WORK ITEM -> Within the records below, reproduce without change the lines from the line that has "pub struct SignalBlob" through the line that has "cursor += 4;", and only those.

MATERIALS PROVIDED ->

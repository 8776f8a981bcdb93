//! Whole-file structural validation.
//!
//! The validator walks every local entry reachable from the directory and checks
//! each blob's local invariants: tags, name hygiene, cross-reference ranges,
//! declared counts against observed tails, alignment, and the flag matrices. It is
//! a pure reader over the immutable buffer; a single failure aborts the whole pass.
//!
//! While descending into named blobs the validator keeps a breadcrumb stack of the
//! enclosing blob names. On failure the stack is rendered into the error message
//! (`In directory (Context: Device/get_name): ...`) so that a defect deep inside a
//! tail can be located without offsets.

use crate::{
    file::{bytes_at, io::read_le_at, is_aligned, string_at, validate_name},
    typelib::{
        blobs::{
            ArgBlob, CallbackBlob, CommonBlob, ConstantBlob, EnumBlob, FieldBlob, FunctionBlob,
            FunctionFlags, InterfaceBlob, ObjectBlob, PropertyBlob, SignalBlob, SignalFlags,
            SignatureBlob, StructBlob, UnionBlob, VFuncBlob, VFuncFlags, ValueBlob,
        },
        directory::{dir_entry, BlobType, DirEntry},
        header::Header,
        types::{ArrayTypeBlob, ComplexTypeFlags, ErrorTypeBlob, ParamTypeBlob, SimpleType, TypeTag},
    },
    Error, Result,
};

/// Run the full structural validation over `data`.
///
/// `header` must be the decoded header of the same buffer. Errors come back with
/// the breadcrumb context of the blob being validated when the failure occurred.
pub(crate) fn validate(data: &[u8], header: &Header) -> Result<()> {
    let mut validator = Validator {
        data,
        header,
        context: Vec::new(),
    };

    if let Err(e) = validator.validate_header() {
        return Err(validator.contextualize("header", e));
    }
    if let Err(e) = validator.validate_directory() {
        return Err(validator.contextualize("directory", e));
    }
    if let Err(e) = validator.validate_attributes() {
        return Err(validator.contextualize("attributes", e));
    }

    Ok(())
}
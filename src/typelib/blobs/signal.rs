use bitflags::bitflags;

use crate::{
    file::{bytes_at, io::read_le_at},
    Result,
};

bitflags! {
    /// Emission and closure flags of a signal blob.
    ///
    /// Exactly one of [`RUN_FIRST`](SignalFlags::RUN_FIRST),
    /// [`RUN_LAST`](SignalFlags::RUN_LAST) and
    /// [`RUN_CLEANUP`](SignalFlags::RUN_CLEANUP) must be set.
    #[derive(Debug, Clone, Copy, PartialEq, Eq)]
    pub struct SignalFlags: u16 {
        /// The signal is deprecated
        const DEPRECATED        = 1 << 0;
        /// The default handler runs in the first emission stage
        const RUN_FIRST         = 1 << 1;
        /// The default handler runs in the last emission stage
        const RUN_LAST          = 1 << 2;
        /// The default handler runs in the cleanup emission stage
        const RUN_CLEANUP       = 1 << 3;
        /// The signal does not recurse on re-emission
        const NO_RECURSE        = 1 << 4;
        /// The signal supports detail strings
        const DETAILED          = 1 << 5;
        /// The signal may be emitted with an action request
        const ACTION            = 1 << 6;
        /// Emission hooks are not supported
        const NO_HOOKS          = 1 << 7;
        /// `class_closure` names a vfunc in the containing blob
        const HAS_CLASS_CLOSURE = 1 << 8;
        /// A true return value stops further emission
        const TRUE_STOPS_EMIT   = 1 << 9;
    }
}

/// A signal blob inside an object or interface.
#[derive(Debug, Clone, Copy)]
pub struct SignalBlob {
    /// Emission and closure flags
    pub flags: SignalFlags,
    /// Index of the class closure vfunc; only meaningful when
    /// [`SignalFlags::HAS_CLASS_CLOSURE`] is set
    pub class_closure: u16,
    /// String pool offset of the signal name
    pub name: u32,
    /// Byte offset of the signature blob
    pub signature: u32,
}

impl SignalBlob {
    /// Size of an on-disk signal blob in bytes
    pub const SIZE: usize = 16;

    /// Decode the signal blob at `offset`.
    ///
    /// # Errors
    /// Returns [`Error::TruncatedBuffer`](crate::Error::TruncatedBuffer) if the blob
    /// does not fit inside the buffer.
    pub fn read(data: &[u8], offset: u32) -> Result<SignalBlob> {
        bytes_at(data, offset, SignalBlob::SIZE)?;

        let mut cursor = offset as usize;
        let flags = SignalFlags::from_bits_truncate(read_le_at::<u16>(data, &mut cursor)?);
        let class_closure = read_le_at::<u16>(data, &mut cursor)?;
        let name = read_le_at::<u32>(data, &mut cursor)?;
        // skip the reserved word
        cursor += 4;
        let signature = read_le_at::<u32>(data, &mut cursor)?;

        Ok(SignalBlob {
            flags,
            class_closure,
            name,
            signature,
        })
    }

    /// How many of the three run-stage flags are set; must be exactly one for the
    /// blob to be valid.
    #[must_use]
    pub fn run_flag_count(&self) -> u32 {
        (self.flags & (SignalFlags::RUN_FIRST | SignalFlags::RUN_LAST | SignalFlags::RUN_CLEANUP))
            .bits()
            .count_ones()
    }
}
==
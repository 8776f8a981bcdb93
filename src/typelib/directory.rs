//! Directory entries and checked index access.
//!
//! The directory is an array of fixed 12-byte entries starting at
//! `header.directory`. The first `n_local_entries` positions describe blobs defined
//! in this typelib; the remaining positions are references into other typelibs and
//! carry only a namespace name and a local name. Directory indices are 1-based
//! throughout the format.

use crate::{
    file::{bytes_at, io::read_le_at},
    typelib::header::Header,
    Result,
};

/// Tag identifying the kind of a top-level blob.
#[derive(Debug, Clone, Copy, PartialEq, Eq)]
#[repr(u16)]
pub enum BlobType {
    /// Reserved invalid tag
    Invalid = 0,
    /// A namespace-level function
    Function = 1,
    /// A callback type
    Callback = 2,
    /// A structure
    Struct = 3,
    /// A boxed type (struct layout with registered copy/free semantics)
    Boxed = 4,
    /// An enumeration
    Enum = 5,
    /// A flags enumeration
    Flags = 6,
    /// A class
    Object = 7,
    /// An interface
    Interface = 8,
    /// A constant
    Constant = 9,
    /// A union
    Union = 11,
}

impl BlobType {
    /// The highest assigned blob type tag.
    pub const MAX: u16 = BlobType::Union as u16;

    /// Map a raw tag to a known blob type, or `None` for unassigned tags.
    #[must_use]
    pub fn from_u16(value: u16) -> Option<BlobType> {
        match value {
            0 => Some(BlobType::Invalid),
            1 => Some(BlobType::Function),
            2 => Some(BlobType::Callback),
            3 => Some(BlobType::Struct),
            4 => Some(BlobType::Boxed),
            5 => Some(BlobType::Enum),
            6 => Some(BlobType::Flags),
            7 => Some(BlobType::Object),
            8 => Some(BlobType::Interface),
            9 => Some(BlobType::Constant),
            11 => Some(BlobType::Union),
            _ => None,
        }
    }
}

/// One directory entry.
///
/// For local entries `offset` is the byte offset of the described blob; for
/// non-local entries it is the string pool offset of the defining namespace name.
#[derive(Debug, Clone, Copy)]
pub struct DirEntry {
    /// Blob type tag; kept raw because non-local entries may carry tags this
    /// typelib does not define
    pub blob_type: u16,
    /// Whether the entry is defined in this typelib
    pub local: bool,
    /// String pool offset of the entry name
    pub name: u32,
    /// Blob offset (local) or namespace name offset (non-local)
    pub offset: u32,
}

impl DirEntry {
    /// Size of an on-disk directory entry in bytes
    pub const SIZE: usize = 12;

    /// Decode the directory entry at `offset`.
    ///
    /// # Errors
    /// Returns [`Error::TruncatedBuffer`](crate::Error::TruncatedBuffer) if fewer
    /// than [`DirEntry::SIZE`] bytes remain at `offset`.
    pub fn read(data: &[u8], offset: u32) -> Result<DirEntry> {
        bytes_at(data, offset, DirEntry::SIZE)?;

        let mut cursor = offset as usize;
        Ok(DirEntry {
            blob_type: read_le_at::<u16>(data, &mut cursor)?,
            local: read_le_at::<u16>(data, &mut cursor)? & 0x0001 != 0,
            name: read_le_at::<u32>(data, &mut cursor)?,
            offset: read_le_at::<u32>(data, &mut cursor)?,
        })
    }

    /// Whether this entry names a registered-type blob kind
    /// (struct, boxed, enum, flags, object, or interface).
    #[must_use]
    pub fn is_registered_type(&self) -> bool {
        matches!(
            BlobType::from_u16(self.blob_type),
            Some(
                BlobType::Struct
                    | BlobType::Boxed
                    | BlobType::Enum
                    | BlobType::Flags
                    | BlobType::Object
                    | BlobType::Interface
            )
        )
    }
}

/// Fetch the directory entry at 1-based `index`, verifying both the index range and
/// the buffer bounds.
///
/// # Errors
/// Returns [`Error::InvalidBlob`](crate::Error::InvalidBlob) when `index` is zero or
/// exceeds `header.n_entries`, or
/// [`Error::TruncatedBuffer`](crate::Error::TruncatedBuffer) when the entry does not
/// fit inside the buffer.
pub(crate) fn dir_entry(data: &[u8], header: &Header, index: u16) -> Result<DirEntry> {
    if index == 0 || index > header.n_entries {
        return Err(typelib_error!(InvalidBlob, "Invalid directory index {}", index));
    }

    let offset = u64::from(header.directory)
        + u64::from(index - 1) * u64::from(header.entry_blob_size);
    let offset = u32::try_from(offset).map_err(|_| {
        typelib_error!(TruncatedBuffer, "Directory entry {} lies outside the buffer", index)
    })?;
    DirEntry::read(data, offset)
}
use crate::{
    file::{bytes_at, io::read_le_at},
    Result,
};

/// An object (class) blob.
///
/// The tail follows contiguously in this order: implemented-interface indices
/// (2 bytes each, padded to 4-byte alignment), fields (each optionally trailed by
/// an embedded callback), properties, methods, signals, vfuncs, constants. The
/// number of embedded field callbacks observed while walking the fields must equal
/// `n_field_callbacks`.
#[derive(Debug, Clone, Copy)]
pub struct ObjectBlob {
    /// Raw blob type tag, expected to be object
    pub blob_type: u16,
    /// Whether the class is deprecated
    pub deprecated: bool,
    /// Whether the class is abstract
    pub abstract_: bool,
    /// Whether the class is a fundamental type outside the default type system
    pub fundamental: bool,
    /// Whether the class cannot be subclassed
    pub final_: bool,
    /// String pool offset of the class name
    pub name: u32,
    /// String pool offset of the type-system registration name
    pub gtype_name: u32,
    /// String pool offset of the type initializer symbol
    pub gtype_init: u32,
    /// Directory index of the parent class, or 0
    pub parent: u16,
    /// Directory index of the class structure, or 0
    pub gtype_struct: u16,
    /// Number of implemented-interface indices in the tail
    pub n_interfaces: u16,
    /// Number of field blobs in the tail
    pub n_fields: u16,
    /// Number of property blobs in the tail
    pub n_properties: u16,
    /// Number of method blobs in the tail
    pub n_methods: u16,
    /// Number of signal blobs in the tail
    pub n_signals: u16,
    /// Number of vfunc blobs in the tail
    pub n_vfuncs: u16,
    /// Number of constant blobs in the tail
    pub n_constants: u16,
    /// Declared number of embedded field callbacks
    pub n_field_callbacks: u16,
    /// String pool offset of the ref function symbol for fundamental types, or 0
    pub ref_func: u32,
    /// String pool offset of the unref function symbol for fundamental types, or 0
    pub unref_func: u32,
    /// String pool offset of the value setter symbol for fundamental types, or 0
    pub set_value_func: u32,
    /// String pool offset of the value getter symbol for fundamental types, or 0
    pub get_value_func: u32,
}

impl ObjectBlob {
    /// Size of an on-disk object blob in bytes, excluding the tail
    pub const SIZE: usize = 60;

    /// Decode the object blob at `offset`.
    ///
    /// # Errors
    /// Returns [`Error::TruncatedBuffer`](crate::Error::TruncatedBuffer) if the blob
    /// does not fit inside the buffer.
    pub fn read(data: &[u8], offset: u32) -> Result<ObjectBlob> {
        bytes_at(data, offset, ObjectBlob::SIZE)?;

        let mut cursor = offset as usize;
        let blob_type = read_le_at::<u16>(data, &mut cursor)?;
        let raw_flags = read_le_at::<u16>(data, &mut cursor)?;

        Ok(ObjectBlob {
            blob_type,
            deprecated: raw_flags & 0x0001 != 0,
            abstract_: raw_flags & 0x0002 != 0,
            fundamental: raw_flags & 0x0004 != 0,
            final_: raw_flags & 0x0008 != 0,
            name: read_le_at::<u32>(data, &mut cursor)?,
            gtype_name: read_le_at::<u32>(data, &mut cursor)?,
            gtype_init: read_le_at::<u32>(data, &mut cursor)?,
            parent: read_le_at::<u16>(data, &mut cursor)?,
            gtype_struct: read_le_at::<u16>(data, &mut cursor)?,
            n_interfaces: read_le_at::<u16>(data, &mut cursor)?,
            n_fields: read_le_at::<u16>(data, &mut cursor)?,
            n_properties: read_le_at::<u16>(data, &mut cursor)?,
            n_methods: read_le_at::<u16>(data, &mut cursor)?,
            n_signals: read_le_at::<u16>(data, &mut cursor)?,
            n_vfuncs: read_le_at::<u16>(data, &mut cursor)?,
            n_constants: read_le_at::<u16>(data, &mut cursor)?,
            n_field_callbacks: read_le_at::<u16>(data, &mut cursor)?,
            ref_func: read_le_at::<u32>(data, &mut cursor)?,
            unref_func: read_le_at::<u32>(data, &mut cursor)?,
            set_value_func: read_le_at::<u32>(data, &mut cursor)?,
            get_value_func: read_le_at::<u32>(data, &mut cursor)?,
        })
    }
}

RESPONSE TO THIS EXERCISE ->
pub struct SignalBlob {
    /// Emission and closure flags
    pub flags: SignalFlags,
    /// Index of the class closure vfunc; only meaningful when
    /// [`SignalFlags::HAS_CLASS_CLOSURE`] is set
    pub class_closure: u16,
    /// String pool offset of the signal name
    pub name: u32,
    /// Byte offset of the signature blob
    pub signature: u32,
}

impl SignalBlob {
    /// Size of an on-disk signal blob in bytes
    pub const SIZE: usize = 16;

    /// Decode the signal blob at `offset`.
    ///
    /// # Errors
    /// Returns [`Error::TruncatedBuffer`](crate::Error::TruncatedBuffer) if the blob
    /// does not fit inside the buffer.
    pub fn read(data: &[u8], offset: u32) -> Result<SignalBlob> {
        bytes_at(data, offset, SignalBlob::SIZE)?;

        let mut cursor = offset as usize;
        let flags = SignalFlags::from_bits_truncate(read_le_at::<u16>(data, &mut cursor)?);
        let class_closure = read_le_at::<u16>(data, &mut cursor)?;
        let name = read_le_at::<u32>(data, &mut cursor)?;
        // skip the reserved word
        cursor += 4;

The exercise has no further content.